Keywords: Maternal, morbidity, mortality, perinatal, preterm, stillbirth, twin pregnancies

How to cite this article:
Okunade KS, Daramola E, Adenekan M, Sekumade A, Ajepe A, Osanyin GE. Review of twin deliveries and fetomaternal outcomes in a Tertiary Hospital in Lagos, Southwest Nigeria. Niger J Gen Pract 2018;16:6-9

How to cite this URL:
Okunade KS, Daramola E, Adenekan M, Sekumade A, Ajepe A, Osanyin GE. Review of twin deliveries and fetomaternal outcomes in a Tertiary Hospital in Lagos, Southwest Nigeria. Niger J Gen Pract [serial online] 2018 [cited 2023 Jun 5];16:6-9. Available from: https://www.njgp.org/text.asp?2018/16/1/6/223808

  Introduction Top

In general terms, multiple pregnancies consist of two or more fetuses. Twins make up the greater majority (97%–98%) of multiple pregnancies [1] and are associated with an increase in maternal and perinatal morbidity and mortality.[2] The considerable geographical and temporal variations in twinning incidence reflect factors influencing dizygotic or nonidentical twinning, which results from multiple ovulation.[1] Twinning rate ranges from 4/1000 births in Japan to 54/1000 in Nigeria and is common in older mothers, presumably due to their rising follicle-stimulating hormone (FSH) levels.[3] In contrast, monozygotic or identical twinning, which results from early cleavage division of a single blastocyst, occurs with a constant incidence of 3.9/1000.[3] Differences in twinning rates between various ethnic groups and geographical areas are due mainly to difference in dizygotic twinning rates with the highest rates in the world being among the Yoruba ethnic group in Southwest Nigeria.[4] Since the mid-1980s, the incidence of multiple pregnancies has been increasing, especially in the developed world and this is mainly attributed to the increased uptake of artificial reproductive technology.[5]

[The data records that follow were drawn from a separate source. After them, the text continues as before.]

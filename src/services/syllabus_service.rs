use chrono::Utc;
use sqlx::SqlitePool;
use tracing::{info, warn};
use uuid::Uuid;

use crate::db::repository;
use crate::error::AppError;
use crate::import::{SheetRow, parse_sheet};
use crate::models::{
    Evaluation, NewSyllabusRequest, Role, Syllabus, SyllabusDetail, SyllabusUnit,
    UpdateSyllabusRequest, User,
};
use crate::workflow::{self, RoleView, WorkflowStatus};

pub struct SyllabusService {
    db: SqlitePool,
}
use serde::{Deserialize, Serialize};
use thiserror::Error;

/// Lifecycle stage of a syllabus within the approval pipeline.
#[derive(Debug, Clone, Copy, PartialEq, Eq, Serialize, Deserialize, sqlx::Type)]
#[serde(rename_all = "UPPERCASE")]
#[sqlx(rename_all = "UPPERCASE")]
pub enum WorkflowStatus {
    Created,
    Assigned,
    Submitted,
    Approved,
    Returned,
}

#[derive(Debug, Clone, Copy, PartialEq, Eq)]
pub enum WorkflowAction {
    Assign,
    Approve,
    Return,
    Submit,
}

/// Explicit role variants. An administrator is stored as a coordinator
/// row with no career; this type makes that distinction a closed set
/// instead of an inference scattered across call sites.
#[derive(Debug, Clone, PartialEq, Eq)]
pub enum RoleView {
    Admin,
    Coordinator { career: String },
    Professor,
}

#[derive(Debug, Error)]
#[error("{action:?} is not permitted from status {current:?} for this role")]
pub struct TransitionDenied {
    pub current: WorkflowStatus,
    pub action: WorkflowAction,
}

/// Compute the status a transition would produce, or deny it.
///
/// Administrators are denied every transition; they manage reference
/// data only. Callers must not mutate the syllabus on denial.
pub fn next_status(
    actor: &RoleView,
    current: WorkflowStatus,
    action: WorkflowAction,
) -> Result<WorkflowStatus, TransitionDenied> {
    use WorkflowAction::*;
    use WorkflowStatus::*;

    let next = match (actor, action, current) {
        (RoleView::Coordinator { .. }, Assign, Created) => Assigned,
        (RoleView::Coordinator { .. }, Approve, Submitted) => Approved,
        (RoleView::Coordinator { .. }, Return, Submitted) => Returned,
        (RoleView::Professor, Submit, Assigned | Returned) => Submitted,
        _ => return Err(TransitionDenied { current, action }),
    };
    Ok(next)
}

/// Map a requested target status onto the action that produces it.
/// `CREATED` is never a transition target.
pub fn action_for_target(target: WorkflowStatus) -> Option<WorkflowAction> {
    match target {
        WorkflowStatus::Assigned => Some(WorkflowAction::Assign),
        WorkflowStatus::Approved => Some(WorkflowAction::Approve),
        WorkflowStatus::Returned => Some(WorkflowAction::Return),
        WorkflowStatus::Submitted => Some(WorkflowAction::Submit),
        WorkflowStatus::Created => None,
    }
}

/// Whether the actor may see a syllabus at all.
///
/// Professors see only their own syllabi and never ones still in
/// CREATED. Administrators see none. Coordinators see everything.
pub fn can_view(
    actor: &RoleView,
    actor_username: &str,
    professor_email: Option<&str>,
    status: WorkflowStatus,
) -> bool {
    match actor {
        RoleView::Admin => false,
        RoleView::Coordinator { .. } => true,
        RoleView::Professor => {
            status != WorkflowStatus::Created
                && professor_email.is_some_and(|e| e.eq_ignore_ascii_case(actor_username))
        }
    }
}

#[cfg(test)]
mod tests {
    use super::*;

    fn coordinator() -> RoleView {
        RoleView::Coordinator {
            career: "Ingeniería de Software".to_string(),
        }
    }

    #[test]
    fn assign_moves_created_to_assigned() {
        let next = next_status(&coordinator(), WorkflowStatus::Created, WorkflowAction::Assign)
            .expect("assign from created should succeed");
        assert_eq!(next, WorkflowStatus::Assigned);
    }

    #[test]
    fn assign_rejected_from_every_other_status() {
        for status in [
            WorkflowStatus::Assigned,
            WorkflowStatus::Submitted,
            WorkflowStatus::Approved,
            WorkflowStatus::Returned,
        ] {
            assert!(next_status(&coordinator(), status, WorkflowAction::Assign).is_err());
        }
    }

    #[test]
    fn approve_and_return_only_from_submitted() {
        let approved = next_status(
            &coordinator(),
            WorkflowStatus::Submitted,
            WorkflowAction::Approve,
        )
        .expect("approve from submitted");
        assert_eq!(approved, WorkflowStatus::Approved);

        let returned = next_status(
            &coordinator(),
            WorkflowStatus::Submitted,
            WorkflowAction::Return,
        )
        .expect("return from submitted");
        assert_eq!(returned, WorkflowStatus::Returned);

        for status in [
            WorkflowStatus::Created,
            WorkflowStatus::Assigned,
            WorkflowStatus::Approved,
            WorkflowStatus::Returned,
        ] {
            assert!(next_status(&coordinator(), status, WorkflowAction::Approve).is_err());
            assert!(next_status(&coordinator(), status, WorkflowAction::Return).is_err());
        }
    }

    #[test]
    fn admin_rejected_for_every_transition() {
        for status in [
            WorkflowStatus::Created,
            WorkflowStatus::Assigned,
            WorkflowStatus::Submitted,
            WorkflowStatus::Approved,
            WorkflowStatus::Returned,
        ] {
            for action in [
                WorkflowAction::Assign,
                WorkflowAction::Approve,
                WorkflowAction::Return,
                WorkflowAction::Submit,
            ] {
                assert!(
                    next_status(&RoleView::Admin, status, action).is_err(),
                    "admin must not perform {:?} from {:?}",
                    action,
                    status
                );
            }
        }
    }

    #[test]
    fn professor_submits_from_assigned_and_returned() {
        for status in [WorkflowStatus::Assigned, WorkflowStatus::Returned] {
            let next = next_status(&RoleView::Professor, status, WorkflowAction::Submit)
                .expect("professor submit");
            assert_eq!(next, WorkflowStatus::Submitted);
        }
    }

    #[test]
    fn submit_requires_professor_role() {
        assert!(next_status(
            &coordinator(),
            WorkflowStatus::Assigned,
            WorkflowAction::Submit
        )
        .is_err());
        assert!(next_status(
            &RoleView::Admin,
            WorkflowStatus::Returned,
            WorkflowAction::Submit
        )
        .is_err());
    }

    #[test]
    fn professor_cannot_assign_or_review() {
        assert!(next_status(
            &RoleView::Professor,
            WorkflowStatus::Created,
            WorkflowAction::Assign
        )
        .is_err());
        assert!(next_status(
            &RoleView::Professor,
            WorkflowStatus::Submitted,
            WorkflowAction::Approve
        )
        .is_err());
    }

    #[test]
    fn created_is_not_a_transition_target() {
        assert!(action_for_target(WorkflowStatus::Created).is_none());
        assert_eq!(
            action_for_target(WorkflowStatus::Assigned),
            Some(WorkflowAction::Assign)
        );
    }

    #[test]
    fn professor_never_sees_created() {
        assert!(!can_view(
            &RoleView::Professor,
            "prof@ulasalle.edu.pe",
            Some("prof@ulasalle.edu.pe"),
            WorkflowStatus::Created
        ));
    }

    #[test]
    fn professor_sees_only_own_syllabi() {
        assert!(can_view(
            &RoleView::Professor,
            "prof@ulasalle.edu.pe",
            Some("PROF@ulasalle.edu.pe"),
            WorkflowStatus::Assigned
        ));
        assert!(!can_view(
            &RoleView::Professor,
            "prof@ulasalle.edu.pe",
            Some("other@ulasalle.edu.pe"),
            WorkflowStatus::Assigned
        ));
        assert!(!can_view(
            &RoleView::Professor,
            "prof@ulasalle.edu.pe",
            None,
            WorkflowStatus::Assigned
        ));
    }

    #[test]
    fn admin_sees_nothing_coordinator_sees_all() {
        for status in [
            WorkflowStatus::Created,
            WorkflowStatus::Assigned,
            WorkflowStatus::Submitted,
            WorkflowStatus::Approved,
            WorkflowStatus::Returned,
        ] {
            assert!(!can_view(&RoleView::Admin, "admin", Some("x"), status));
            assert!(can_view(&coordinator(), "coord", Some("x"), status));
        }
    }
}
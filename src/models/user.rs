use serde::{Deserialize, Serialize};
use sqlx::FromRow;

use crate::workflow::RoleView;

#[derive(Debug, Clone, Copy, PartialEq, Eq, Serialize, Deserialize, sqlx::Type)]
#[serde(rename_all = "UPPERCASE")]
#[sqlx(rename_all = "UPPERCASE")]
pub enum Role {
    Coordinator,
    Professor,
}

#[derive(Debug, Clone, Serialize, Deserialize, FromRow)]
#[serde(rename_all = "camelCase")]
pub struct User {
    pub id: String,
    pub username: String,
    #[serde(skip_serializing, default)]
    pub password_digest: String,
    pub full_name: String,
    pub role: Role,
    pub career: Option<String>,
    pub created_at: String,
}

impl User {
    /// A coordinator with no career is the administrator variant.
    pub fn role_view(&self) -> RoleView {
        match (self.role, &self.career) {
            (Role::Professor, _) => RoleView::Professor,
            (Role::Coordinator, Some(career)) if !career.trim().is_empty() => {
                RoleView::Coordinator {
                    career: career.clone(),
                }
            }
            (Role::Coordinator, _) => RoleView::Admin,
        }
    }
}

#[derive(Debug, Clone, Deserialize)]
#[serde(rename_all = "camelCase")]
pub struct RegisterRequest {
    pub username: String,
    pub password: String,
    pub full_name: String,
    pub role: Role,
    pub career: Option<String>,
}

#[derive(Debug, Serialize)]
#[serde(rename_all = "camelCase")]
pub struct BatchRegisterResponse {
    pub registered: usize,
    pub skipped: usize,
}

#[derive(Debug, Clone, Deserialize)]
#[serde(rename_all = "camelCase")]
pub struct LoginRequest {
    pub username: String,
    pub password: String,
}

#[derive(Debug, Serialize)]
#[serde(rename_all = "camelCase")]
pub struct LoginResponse {
    pub token: String,
    pub username: String,
    pub full_name: String,
    pub role: Role,
    pub career: Option<String>,
    pub expires_in: i64,
}

#[derive(Debug, Clone, Deserialize)]
#[serde(rename_all = "camelCase")]
pub struct UpdateUserRequest {
    pub full_name: Option<String>,
    pub career: Option<String>,
    pub password: Option<String>,
}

Maternal morbidity and mortality rates are much higher in multiple pregnancies than in singleton pregnancies because of the increased occurrence of preterm labor, obstetric hemorrhage and pregnancy-induced hypertension.[2] The perinatal mortality rate of twins is also 3–4 times higher than in singleton pregnancies as a result of the increased rates of congenital anomalies, prematurity, hypoxia, and trauma.[6] Multiple gestations account for 17% of all preterm births (before 37 weeks of gestation), 23% of early preterm births [before 32 weeks of gestation], 24% of low-birth-weight infants (<2500 g), and 26% of very-low-birth-weight infants (<1500 g).[7]

Due the paucity of up-to-date information on the incidence of twin deliveries in the state, especially since the advent and wide geographical coverage of assisted conception in Nigeria, this hospital-based study will attempt to determine the incidence and fetomaternal outcome of all twin pregnancies seen at LUTH, Lagos, Southwest Nigeria during the study period.

  Methodology Top

This was a descriptive retrospective review of all twin deliveries conducted over a 5-year period (from January 1, 2010 to December 31, 2014) at the Lagos University Teaching Hospital (LUTH). LUTH is an over 1000-bedded teaching hospital located in the Central Lagos metropolis in Southwest Nigeria. It provides services to patients from the neighboring Southwestern states. The hospital is the largest in the state and offers mainly clinical services among which include prenatal, intrapartum, and postnatal care.[8]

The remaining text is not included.